* [Your assignment]:
Down to the last line, repeat the records exactly.

Saved data entries
• • • •
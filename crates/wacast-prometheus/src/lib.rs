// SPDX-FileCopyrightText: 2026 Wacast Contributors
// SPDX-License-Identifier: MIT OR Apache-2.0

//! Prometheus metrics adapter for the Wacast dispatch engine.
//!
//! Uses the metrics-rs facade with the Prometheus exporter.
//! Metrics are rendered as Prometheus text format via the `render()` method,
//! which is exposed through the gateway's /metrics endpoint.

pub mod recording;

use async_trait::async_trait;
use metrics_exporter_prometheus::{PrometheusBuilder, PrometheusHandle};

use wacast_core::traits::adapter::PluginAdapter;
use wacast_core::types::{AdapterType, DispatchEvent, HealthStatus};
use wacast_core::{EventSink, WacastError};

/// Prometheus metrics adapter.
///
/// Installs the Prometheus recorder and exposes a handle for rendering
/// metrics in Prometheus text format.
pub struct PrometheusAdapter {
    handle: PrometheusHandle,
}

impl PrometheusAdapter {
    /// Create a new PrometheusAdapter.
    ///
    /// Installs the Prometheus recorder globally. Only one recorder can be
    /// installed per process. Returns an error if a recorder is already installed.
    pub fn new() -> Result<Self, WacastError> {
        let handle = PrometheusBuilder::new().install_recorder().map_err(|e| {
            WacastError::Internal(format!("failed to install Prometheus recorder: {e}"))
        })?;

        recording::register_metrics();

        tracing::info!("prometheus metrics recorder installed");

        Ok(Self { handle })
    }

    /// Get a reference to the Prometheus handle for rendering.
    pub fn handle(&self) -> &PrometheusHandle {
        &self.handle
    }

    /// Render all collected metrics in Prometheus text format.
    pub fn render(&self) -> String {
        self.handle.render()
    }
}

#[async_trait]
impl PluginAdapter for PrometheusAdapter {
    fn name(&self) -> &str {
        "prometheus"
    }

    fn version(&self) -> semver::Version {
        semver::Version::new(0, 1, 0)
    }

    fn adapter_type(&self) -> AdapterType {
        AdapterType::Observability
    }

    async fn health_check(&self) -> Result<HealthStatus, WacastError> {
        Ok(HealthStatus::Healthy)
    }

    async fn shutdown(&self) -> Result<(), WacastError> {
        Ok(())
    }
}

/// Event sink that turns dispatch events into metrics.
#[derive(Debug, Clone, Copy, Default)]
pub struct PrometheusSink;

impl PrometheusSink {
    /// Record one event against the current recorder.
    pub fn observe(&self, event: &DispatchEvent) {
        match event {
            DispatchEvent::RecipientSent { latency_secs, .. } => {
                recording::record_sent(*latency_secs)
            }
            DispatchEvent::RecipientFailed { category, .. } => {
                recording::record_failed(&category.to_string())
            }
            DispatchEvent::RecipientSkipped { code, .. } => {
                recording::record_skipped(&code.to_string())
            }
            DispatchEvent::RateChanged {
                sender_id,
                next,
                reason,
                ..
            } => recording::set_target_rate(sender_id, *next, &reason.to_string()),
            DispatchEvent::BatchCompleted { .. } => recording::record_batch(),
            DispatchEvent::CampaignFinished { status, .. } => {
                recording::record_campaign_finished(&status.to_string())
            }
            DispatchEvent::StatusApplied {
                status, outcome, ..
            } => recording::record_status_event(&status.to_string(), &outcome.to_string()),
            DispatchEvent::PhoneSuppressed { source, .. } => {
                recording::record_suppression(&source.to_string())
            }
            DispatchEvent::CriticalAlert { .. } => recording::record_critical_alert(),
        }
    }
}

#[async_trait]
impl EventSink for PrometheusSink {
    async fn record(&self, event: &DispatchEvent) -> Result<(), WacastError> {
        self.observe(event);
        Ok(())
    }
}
• • • •
* [Answer box]:
filename crates/wacast-prometheus/src/lib.rs
// SPDX-FileCopyrightText: 2026 Wacast Contributors
// SPDX-License-Identifier: MIT OR Apache-2.0

//! Prometheus metrics adapter for the Wacast dispatch engine.
//!
//! Uses the metrics-rs facade with the Prometheus exporter.
//! Metrics are rendered as Prometheus text format via the `render()` method,
//! which is exposed through the gateway's /metrics endpoint.

pub mod recording;

use async_trait::async_trait;
use metrics_exporter_prometheus::{PrometheusBuilder, PrometheusHandle};

use wacast_core::traits::adapter::PluginAdapter;
use wacast_core::types::{AdapterType, DispatchEvent, HealthStatus};
use wacast_core::{EventSink, WacastError};

/// Prometheus metrics adapter.
///
/// Installs the Prometheus recorder and exposes a handle for rendering
/// metrics in Prometheus text format.
pub struct PrometheusAdapter {
    handle: PrometheusHandle,
}

impl PrometheusAdapter {
    /// Create a new PrometheusAdapter.
    ///
    /// Installs the Prometheus recorder globally. Only one recorder can be
    /// installed per process. Returns an error if a recorder is already installed.
    pub fn new() -> Result<Self, WacastError> {
        let handle = PrometheusBuilder::new().install_recorder().map_err(|e| {
            WacastError::Internal(format!("failed to install Prometheus recorder: {e}"))
        })?;

        recording::register_metrics();

        tracing::info!("prometheus metrics recorder installed");

        Ok(Self { handle })
    }

    /// Get a reference to the Prometheus handle for rendering.
    pub fn handle(&self) -> &PrometheusHandle {
        &self.handle
    }

    /// Render all collected metrics in Prometheus text format.
    pub fn render(&self) -> String {
        self.handle.render()
    }
}

#[async_trait]
impl PluginAdapter for PrometheusAdapter {
    fn name(&self) -> &str {
        "prometheus"
    }

    fn version(&self) -> semver::Version {
        semver::Version::new(0, 1, 0)
    }

    fn adapter_type(&self) -> AdapterType {
        AdapterType::Observability
    }

    async fn health_check(&self) -> Result<HealthStatus, WacastError> {
        Ok(HealthStatus::Healthy)
    }

    async fn shutdown(&self) -> Result<(), WacastError> {
        Ok(())
    }
}

/// Event sink that turns dispatch events into metrics.
#[derive(Debug, Clone, Copy, Default)]
pub struct PrometheusSink;

impl PrometheusSink {
    /// Record one event against the current recorder.
    pub fn observe(&self, event: &DispatchEvent) {
        match event {
            DispatchEvent::RecipientSent { latency_secs, .. } => {
                recording::record_sent(*latency_secs)
            }
            DispatchEvent::RecipientFailed { category, .. } => {
                recording::record_failed(&category.to_string())
            }
            DispatchEvent::RecipientSkipped { code, .. } => {
                recording::record_skipped(&code.to_string())
            }
            DispatchEvent::RateChanged {
                sender_id,
                next,
                reason,
                ..
            } => recording::set_target_rate(sender_id, *next, &reason.to_string()),
            DispatchEvent::BatchCompleted { .. } => recording::record_batch(),
            DispatchEvent::CampaignFinished { status, .. } => {
                recording::record_campaign_finished(&status.to_string())
            }
            DispatchEvent::StatusApplied {
                status, outcome, ..
            } => recording::record_status_event(&status.to_string(), &outcome.to_string()),
            DispatchEvent::PhoneSuppressed { source, .. } => {
                recording::record_suppression(&source.to_string())
            }
            DispatchEvent::CriticalAlert { .. } => recording::record_critical_alert(),
        }
    }
}

#[async_trait]
impl EventSink for PrometheusSink {
    async fn record(&self, event: &DispatchEvent) -> Result<(), WacastError> {
        self.observe(event);
        Ok(())
    }
}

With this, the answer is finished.